*** Data under study Section Begins ***

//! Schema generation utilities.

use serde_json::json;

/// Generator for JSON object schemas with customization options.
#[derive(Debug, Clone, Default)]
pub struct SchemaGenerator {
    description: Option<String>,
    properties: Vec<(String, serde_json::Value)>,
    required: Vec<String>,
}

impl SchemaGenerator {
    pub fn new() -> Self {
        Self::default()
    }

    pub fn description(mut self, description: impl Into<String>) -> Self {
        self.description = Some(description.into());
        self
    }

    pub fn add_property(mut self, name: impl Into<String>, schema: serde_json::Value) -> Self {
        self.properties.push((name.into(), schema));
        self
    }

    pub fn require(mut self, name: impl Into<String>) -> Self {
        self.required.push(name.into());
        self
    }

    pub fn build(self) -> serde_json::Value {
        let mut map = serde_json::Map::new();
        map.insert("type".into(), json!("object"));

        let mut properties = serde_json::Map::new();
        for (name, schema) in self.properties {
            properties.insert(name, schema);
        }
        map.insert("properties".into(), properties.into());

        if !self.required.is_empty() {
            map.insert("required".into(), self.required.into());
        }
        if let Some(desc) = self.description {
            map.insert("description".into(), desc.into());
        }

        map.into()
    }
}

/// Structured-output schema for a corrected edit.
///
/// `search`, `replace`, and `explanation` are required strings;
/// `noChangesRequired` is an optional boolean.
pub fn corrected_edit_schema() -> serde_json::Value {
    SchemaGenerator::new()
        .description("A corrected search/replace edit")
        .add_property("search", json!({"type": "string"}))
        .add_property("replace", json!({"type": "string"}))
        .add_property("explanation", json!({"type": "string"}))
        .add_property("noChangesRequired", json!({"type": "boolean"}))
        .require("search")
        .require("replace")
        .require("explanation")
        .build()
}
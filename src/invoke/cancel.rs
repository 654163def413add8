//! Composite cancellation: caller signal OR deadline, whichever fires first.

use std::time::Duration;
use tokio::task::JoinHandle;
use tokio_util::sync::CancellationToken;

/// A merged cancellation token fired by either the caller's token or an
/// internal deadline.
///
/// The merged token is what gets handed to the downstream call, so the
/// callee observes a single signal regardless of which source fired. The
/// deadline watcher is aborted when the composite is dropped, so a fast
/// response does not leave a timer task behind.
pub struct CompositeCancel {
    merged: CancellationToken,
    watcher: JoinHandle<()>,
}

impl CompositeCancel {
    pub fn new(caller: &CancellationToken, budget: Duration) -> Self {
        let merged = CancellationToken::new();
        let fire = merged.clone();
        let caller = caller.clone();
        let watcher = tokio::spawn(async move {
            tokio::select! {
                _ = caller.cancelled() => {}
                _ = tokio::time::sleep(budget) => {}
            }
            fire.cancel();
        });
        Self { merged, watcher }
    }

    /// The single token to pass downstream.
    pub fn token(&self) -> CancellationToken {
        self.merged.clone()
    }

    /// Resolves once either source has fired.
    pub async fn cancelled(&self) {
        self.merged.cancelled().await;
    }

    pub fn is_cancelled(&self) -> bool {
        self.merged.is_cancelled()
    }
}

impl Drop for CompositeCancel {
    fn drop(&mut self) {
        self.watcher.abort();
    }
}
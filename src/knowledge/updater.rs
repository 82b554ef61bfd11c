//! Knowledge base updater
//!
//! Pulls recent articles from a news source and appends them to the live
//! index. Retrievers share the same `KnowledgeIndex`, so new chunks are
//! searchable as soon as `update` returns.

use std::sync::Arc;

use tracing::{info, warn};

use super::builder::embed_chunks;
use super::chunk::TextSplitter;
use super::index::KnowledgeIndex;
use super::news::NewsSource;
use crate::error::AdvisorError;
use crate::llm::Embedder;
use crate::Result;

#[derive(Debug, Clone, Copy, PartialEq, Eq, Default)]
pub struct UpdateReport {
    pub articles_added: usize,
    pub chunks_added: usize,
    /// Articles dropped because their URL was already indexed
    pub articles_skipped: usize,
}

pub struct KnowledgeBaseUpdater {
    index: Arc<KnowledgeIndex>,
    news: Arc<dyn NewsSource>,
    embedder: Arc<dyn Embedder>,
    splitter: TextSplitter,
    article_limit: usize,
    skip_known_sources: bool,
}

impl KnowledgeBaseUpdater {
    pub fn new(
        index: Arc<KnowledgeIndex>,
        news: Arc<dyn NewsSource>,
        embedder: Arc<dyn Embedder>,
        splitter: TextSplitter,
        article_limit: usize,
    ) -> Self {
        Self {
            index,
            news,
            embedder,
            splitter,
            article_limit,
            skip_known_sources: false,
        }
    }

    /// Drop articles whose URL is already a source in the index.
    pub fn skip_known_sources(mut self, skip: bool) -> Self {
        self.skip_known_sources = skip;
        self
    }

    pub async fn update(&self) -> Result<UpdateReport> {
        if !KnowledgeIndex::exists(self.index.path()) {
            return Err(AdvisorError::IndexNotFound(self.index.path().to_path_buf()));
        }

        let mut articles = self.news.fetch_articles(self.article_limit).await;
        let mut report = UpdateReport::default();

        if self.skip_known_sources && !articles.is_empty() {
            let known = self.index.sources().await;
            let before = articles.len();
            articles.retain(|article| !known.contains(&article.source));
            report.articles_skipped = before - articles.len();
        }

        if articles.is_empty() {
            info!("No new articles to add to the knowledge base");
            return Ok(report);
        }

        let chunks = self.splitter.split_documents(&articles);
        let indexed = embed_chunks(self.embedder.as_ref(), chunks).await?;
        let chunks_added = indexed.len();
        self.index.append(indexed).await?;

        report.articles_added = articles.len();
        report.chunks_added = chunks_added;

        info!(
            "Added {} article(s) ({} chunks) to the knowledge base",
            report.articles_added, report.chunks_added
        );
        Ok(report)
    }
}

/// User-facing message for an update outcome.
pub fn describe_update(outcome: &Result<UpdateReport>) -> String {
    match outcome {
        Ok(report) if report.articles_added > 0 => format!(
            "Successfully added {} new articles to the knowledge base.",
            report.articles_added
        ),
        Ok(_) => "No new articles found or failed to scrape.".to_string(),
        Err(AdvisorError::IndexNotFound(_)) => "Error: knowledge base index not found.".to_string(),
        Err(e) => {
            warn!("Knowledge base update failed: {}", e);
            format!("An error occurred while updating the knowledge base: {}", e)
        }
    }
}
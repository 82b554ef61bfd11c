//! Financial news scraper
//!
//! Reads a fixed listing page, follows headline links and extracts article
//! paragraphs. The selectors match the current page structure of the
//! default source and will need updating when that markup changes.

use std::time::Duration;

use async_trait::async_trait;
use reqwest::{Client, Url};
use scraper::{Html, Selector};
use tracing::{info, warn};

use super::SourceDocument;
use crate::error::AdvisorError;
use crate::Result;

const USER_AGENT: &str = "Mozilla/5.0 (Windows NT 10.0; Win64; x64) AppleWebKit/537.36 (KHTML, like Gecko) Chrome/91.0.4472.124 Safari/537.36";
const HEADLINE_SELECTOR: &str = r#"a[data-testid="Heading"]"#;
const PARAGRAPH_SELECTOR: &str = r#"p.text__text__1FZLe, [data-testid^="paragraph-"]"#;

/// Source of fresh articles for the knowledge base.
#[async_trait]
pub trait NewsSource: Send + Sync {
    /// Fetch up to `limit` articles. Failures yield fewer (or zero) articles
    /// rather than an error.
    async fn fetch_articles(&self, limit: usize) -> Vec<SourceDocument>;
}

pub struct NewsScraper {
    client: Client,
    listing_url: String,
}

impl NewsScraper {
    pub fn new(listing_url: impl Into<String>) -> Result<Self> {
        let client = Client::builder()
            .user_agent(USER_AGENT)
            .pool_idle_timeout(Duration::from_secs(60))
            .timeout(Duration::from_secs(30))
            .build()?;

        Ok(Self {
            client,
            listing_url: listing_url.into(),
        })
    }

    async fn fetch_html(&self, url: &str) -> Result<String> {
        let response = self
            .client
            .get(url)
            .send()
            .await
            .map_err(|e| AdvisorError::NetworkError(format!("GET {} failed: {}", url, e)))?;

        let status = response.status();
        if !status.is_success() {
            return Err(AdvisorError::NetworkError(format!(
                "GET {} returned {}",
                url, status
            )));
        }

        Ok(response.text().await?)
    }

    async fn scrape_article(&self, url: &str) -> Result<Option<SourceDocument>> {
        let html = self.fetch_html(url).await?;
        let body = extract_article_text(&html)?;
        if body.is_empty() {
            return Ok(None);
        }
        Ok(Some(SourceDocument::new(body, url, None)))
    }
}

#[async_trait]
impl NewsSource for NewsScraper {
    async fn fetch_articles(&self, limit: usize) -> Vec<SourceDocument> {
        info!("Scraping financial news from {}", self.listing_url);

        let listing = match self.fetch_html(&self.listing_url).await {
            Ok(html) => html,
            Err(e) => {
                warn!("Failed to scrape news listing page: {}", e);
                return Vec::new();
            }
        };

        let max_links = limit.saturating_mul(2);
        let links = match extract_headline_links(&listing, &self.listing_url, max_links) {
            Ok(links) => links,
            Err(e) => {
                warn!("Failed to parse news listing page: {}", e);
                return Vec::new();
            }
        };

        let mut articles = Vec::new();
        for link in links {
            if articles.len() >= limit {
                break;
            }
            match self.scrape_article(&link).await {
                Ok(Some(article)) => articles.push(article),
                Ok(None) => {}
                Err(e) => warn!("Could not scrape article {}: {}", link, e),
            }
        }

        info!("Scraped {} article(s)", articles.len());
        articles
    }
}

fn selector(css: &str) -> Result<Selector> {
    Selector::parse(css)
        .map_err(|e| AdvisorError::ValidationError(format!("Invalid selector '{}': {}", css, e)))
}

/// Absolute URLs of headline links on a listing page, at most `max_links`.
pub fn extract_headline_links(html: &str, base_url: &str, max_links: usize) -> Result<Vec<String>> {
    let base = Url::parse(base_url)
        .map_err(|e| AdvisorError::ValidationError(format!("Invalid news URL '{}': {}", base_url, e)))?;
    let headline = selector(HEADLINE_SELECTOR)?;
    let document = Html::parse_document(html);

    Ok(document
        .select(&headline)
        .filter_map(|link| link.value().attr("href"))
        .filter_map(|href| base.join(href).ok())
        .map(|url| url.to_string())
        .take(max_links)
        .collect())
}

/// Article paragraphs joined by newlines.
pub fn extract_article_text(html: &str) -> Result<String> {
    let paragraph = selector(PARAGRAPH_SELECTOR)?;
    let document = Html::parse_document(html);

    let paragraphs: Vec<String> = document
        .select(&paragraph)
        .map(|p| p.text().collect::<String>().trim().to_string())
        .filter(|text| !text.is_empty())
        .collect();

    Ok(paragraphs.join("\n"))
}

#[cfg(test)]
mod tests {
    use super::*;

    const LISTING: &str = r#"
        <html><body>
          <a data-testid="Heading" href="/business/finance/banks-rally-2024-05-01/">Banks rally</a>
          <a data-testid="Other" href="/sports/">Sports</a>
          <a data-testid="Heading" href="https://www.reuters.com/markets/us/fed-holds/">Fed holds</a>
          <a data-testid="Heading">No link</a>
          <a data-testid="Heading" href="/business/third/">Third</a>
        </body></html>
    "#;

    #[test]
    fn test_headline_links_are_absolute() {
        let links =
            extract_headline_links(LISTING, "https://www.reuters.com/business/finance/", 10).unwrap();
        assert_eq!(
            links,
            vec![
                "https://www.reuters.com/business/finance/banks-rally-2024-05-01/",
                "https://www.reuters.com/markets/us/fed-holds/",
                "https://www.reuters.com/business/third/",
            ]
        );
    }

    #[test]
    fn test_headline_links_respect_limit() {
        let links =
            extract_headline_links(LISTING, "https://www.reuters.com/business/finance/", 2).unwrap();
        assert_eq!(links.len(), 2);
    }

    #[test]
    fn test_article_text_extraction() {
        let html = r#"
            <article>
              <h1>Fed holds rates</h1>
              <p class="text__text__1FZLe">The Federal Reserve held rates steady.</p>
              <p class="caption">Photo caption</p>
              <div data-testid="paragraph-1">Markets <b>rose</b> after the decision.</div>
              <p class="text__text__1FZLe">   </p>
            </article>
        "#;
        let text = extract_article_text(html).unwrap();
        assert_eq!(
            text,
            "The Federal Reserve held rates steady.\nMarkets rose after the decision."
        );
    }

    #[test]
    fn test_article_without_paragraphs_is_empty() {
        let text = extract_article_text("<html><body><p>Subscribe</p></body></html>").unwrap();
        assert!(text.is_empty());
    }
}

*** Data under study Section Ends ***
*** Data under study Section Begins ***

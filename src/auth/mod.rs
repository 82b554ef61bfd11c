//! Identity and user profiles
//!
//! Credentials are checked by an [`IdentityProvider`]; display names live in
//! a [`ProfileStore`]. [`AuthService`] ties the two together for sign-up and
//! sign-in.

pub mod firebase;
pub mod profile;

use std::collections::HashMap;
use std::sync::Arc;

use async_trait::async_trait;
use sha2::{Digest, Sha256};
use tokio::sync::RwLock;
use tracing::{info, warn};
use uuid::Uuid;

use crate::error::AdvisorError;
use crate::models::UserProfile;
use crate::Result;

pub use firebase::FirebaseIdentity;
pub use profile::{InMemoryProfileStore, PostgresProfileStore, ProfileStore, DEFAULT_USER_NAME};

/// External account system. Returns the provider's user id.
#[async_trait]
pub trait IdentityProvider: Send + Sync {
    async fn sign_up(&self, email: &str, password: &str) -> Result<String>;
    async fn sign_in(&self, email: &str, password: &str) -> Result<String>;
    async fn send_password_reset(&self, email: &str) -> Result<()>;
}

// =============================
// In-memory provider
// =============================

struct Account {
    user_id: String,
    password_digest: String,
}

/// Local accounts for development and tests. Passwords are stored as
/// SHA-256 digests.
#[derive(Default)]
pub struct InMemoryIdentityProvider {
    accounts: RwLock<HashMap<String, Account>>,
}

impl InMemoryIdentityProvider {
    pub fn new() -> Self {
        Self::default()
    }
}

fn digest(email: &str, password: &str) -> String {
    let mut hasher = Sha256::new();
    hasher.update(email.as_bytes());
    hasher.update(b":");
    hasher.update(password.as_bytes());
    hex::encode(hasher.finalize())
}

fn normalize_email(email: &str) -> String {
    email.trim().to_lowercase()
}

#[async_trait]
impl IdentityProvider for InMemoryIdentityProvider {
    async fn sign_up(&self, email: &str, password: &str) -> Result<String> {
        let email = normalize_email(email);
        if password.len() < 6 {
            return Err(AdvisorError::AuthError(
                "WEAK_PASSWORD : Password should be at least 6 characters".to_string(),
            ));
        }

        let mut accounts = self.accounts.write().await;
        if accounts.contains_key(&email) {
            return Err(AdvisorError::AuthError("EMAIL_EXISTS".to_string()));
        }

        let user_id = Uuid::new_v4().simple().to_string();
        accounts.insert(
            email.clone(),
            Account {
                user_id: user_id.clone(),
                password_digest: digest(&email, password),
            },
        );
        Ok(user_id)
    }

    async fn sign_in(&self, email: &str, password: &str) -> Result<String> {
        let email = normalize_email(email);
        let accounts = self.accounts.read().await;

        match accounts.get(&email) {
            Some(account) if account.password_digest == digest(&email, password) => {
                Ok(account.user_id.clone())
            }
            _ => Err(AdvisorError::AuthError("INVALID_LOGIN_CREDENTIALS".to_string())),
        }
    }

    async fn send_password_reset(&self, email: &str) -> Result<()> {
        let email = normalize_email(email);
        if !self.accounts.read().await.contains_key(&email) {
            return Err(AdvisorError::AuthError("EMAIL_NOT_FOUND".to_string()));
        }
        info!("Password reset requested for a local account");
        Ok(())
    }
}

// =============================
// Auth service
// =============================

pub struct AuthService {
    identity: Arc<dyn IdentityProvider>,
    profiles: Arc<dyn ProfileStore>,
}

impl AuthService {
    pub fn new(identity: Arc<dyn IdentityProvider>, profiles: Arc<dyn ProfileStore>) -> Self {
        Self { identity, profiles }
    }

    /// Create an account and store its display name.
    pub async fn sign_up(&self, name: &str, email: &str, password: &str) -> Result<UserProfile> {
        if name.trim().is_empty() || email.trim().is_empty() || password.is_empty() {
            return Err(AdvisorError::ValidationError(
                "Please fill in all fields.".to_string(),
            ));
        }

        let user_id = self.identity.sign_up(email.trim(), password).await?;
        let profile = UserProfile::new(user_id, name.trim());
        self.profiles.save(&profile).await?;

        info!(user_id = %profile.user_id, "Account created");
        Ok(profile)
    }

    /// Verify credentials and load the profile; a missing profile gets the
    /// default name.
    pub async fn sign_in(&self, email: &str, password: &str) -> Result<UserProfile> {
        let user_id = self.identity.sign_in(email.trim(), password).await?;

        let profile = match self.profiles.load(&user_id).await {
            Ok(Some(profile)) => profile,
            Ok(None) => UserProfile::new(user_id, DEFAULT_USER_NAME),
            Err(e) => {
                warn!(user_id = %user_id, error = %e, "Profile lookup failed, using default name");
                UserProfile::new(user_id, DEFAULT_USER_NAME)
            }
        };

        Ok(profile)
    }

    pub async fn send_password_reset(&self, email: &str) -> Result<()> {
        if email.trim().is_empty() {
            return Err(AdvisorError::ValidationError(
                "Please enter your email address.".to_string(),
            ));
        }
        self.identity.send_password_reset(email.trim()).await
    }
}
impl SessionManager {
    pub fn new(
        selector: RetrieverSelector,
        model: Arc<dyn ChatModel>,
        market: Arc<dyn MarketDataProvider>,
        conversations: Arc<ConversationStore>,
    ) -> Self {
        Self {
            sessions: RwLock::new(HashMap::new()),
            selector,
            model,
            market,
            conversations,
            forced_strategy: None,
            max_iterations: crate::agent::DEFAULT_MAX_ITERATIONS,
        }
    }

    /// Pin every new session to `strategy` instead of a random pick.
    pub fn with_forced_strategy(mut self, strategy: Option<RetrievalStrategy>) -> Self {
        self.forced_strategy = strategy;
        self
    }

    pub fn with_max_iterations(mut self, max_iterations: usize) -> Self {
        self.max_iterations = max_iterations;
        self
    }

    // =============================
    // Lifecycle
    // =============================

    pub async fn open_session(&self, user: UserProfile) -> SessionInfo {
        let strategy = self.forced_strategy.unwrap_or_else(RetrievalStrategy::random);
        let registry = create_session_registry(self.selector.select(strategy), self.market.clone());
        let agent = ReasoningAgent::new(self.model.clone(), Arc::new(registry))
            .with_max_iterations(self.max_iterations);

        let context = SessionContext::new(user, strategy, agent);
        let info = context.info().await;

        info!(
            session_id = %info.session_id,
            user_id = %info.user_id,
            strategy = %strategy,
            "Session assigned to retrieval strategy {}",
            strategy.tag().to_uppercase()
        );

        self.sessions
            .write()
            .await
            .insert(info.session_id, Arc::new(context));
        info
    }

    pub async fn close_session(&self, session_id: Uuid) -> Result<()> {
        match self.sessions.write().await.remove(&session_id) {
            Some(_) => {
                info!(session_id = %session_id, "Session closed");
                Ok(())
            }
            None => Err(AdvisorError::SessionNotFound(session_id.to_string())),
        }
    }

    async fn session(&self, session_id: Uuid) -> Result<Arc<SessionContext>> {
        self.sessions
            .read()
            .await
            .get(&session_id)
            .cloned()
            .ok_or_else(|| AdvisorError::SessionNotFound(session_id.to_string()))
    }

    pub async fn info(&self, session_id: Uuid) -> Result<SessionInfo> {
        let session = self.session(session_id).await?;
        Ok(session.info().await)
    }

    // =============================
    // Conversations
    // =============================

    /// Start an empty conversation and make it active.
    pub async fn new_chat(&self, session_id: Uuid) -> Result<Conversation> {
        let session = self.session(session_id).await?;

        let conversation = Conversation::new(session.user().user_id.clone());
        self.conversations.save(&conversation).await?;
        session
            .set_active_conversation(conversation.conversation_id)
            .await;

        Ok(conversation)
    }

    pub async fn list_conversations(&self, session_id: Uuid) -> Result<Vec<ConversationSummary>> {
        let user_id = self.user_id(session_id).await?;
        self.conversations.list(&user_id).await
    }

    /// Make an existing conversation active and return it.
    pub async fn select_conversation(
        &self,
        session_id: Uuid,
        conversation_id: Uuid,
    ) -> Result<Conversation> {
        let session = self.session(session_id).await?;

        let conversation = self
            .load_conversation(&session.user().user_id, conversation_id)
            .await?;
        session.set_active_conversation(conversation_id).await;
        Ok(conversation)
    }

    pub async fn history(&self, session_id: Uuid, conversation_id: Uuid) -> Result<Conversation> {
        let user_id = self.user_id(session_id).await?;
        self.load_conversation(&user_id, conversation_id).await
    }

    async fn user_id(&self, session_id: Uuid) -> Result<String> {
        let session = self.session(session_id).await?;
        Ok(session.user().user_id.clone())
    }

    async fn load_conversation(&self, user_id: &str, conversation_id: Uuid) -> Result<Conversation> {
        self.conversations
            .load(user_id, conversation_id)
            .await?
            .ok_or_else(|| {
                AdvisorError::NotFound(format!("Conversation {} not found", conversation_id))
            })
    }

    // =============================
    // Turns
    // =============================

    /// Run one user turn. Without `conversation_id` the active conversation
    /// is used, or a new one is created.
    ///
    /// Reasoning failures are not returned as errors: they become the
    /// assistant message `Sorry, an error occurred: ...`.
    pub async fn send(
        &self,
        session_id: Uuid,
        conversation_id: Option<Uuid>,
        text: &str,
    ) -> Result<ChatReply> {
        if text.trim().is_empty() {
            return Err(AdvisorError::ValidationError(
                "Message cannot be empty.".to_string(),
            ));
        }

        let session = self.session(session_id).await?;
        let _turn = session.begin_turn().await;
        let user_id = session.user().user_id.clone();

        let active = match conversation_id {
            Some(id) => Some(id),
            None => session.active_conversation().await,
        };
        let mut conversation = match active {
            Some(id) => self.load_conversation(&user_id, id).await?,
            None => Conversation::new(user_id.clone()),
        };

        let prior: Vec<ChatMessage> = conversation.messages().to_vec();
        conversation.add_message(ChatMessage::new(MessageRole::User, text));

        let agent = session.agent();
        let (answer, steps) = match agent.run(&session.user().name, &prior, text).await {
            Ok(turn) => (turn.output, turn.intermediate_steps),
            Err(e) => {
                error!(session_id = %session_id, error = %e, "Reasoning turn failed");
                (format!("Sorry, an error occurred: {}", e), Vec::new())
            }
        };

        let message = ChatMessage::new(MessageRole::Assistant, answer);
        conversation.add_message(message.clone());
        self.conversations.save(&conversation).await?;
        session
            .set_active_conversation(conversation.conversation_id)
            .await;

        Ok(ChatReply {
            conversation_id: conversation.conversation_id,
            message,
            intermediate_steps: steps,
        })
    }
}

*** Data under study Section Ends ***

## Activity
Go through the data and count every line where the word "properties" appears. Give only that count.

## Response area
6